This article introduces the whole process of rectifying IPSec faults, reveals how to analyze the faults, and learns related knowledge from the faults.


Review of previous article:
Tcp_recycle discarded

Due to business requirements, we set up A VPN on some overseas nodes to facilitate data interaction between overseas nodes. One day, we set up a new VPN between two new nodes. After the launch, Ping and traceroute tests showed no abnormality, observed that traffic had passed, and monitored indicators were normal. However, half an hour later, the service reports that the network between the two new nodes is abnormal. After discovering the fault, the network goes online and the configuration is rolled back. After the offline test, it is found that the IPsec process can be restarted.
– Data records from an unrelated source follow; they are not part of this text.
use crate::UnfurlRaw;
use lru::LruCache;
use std::num::NonZeroUsize;
use std::sync::Arc;
use std::time::Duration;
use tokio::sync::Mutex;
use tokio::time::Instant;

pub const DEFAULT_CACHE_CAPACITY: usize = 1000;
pub const DEFAULT_CACHE_TTL: Duration = Duration::from_secs(10 * 60);

#[derive(Debug, Clone, Copy, PartialEq, Eq, Default)]
pub enum CacheStrategy {
    #[default]
    UseCache,
    NoCache,
}

#[derive(Debug, Clone)]
struct CacheEntry {
    value: UnfurlRaw,
    created_at: Instant,
}

impl CacheEntry {
    fn is_fresh(&self, ttl: Duration) -> bool {
        self.created_at.elapsed() < ttl
    }
}

/// Shared URL → unfurl result store.
///
/// Bounded by entry count (least recently used goes first) and by age: an
/// entry older than the ttl is reported as absent and dropped on the next
/// lookup or [`UnfurlCache::purge_expired`]. Concurrent misses for the same URL
/// are not coalesced; each caller may scrape and `put`, and the last write wins.
#[derive(Clone)]
pub struct UnfurlCache {
    entries: Arc<Mutex<LruCache<String, CacheEntry>>>,
    ttl: Duration,
}

impl Default for UnfurlCache {
    fn default() -> Self {
        Self::new(DEFAULT_CACHE_CAPACITY, DEFAULT_CACHE_TTL)
    }
}

impl UnfurlCache {
    pub fn new(capacity: usize, ttl: Duration) -> Self {
        let capacity = NonZeroUsize::new(capacity)
            .or(NonZeroUsize::new(DEFAULT_CACHE_CAPACITY))
            .unwrap_or(NonZeroUsize::MIN);
        Self {
            entries: Arc::new(Mutex::new(LruCache::new(capacity))),
            ttl,
        }
    }

    pub fn ttl(&self) -> Duration {
        self.ttl
    }

    pub async fn get(&self, url: &str) -> Option<UnfurlRaw> {
        let mut entries = self.entries.lock().await;
        let expired = match entries.get(url) {
            Some(entry) if entry.is_fresh(self.ttl) => return Some(entry.value.clone()),
            Some(_) => true,
            None => false,
        };
        if expired {
            entries.pop(url);
        }
        None
    }

    /// Stores `value` under `url`, replacing any previous entry and resetting its age.
    pub async fn put(&self, url: impl Into<String>, value: UnfurlRaw) {
        let entry = CacheEntry {
            value,
            created_at: Instant::now(),
        };
        self.entries.lock().await.put(url.into(), entry);
    }

    pub async fn invalidate(&self, url: &str) -> Option<UnfurlRaw> {
        self.entries.lock().await.pop(url).map(|entry| entry.value)
    }

    /// Drops every entry past its ttl and returns how many were removed.
    pub async fn purge_expired(&self) -> usize {
        let mut entries = self.entries.lock().await;
        let stale: Vec<String> = entries
            .iter()
            .filter(|(_, entry)| !entry.is_fresh(self.ttl))
            .map(|(url, _)| url.clone())
            .collect();
        for url in &stale {
            entries.pop(url);
        }
        stale.len()
    }

    pub async fn clear(&self) {
        self.entries.lock().await.clear();
    }

    /// Physical entry count, including entries that have expired but not been reclaimed.
    pub async fn len(&self) -> usize {
        self.entries.lock().await.len()
    }

    pub async fn is_empty(&self) -> bool {
        self.entries.lock().await.is_empty()
    }
}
Next, replay the configuration and scenario at that time and explain the root cause of the problem.

The environment is briefly

As shown above, two nodes A and B are connected through IPsec. Network segment 10.0.0.0/24 on side A and network segment 10.0.0.0/24 and 10.0.2.0/24 on side B are connected. The data packets destined for network segments 10.0.0.0/24 and 10.0.2.0/24 are discarded to the IPSec Server on node B, and vice versa.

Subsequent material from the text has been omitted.